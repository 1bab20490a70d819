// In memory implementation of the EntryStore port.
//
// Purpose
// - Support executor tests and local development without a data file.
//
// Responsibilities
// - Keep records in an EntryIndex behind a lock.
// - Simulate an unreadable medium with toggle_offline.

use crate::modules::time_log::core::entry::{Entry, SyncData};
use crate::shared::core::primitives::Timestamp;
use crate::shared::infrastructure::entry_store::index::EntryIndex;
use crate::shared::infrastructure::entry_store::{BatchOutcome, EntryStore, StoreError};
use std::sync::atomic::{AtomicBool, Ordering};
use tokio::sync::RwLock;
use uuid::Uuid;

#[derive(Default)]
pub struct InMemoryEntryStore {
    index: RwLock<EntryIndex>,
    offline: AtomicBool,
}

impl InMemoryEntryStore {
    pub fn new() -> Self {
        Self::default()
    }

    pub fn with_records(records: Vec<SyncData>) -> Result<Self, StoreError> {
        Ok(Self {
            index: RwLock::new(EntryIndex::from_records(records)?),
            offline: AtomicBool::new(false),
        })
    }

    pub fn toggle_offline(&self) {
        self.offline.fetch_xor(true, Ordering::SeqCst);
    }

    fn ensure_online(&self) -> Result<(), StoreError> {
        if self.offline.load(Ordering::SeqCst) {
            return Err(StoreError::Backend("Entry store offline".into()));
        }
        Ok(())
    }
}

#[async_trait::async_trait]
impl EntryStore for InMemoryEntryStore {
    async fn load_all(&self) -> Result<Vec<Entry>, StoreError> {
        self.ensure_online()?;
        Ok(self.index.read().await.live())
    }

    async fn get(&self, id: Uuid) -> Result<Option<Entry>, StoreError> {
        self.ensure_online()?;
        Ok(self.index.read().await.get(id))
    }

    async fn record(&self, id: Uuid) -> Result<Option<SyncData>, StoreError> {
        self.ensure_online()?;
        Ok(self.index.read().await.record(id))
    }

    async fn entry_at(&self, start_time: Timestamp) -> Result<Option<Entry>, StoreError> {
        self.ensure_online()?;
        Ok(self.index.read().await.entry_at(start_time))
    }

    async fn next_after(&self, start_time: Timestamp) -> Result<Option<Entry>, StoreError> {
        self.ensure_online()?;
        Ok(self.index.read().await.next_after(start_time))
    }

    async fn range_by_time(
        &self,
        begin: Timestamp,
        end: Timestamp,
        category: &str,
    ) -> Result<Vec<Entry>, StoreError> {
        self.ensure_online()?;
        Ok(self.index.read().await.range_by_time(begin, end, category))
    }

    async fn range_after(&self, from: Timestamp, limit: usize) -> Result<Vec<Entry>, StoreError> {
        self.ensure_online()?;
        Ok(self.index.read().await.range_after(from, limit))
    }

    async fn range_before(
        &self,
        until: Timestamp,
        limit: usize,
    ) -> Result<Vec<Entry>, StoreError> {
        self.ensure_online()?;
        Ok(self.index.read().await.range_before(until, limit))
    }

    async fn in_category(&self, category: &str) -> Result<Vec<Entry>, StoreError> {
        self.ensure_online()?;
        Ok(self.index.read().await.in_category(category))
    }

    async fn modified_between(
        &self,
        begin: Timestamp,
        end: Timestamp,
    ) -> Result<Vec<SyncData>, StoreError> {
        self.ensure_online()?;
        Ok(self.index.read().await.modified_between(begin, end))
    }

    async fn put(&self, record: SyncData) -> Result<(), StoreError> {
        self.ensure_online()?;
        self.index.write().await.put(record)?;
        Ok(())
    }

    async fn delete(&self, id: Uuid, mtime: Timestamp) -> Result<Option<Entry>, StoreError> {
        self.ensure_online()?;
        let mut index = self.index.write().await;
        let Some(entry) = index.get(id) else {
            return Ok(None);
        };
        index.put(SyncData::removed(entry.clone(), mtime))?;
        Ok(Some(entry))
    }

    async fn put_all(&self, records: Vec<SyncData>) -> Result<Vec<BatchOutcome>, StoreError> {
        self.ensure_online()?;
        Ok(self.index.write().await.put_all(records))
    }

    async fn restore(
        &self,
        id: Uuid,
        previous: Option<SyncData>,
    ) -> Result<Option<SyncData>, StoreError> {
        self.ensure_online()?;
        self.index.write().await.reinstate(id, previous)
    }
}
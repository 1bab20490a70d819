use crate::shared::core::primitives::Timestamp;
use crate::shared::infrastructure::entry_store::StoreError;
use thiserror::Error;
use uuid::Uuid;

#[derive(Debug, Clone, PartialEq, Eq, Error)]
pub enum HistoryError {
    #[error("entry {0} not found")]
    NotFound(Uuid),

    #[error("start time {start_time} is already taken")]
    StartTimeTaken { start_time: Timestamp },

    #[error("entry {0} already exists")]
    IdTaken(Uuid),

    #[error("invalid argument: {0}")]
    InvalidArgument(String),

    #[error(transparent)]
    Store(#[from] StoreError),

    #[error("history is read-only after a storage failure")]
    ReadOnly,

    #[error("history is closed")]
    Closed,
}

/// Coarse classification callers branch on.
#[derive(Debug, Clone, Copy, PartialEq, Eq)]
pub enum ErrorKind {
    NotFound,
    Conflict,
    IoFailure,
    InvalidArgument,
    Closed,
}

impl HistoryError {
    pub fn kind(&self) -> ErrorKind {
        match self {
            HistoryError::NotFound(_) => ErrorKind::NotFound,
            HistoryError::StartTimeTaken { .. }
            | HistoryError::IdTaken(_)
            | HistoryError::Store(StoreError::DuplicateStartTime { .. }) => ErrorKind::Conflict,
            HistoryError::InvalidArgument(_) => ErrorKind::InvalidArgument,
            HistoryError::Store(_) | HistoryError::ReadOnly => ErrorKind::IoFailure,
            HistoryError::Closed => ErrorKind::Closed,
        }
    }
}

Task statement. Provide the count of lines in the entries above that hold the word "limit", and leave out everything else.

Exercise output. 4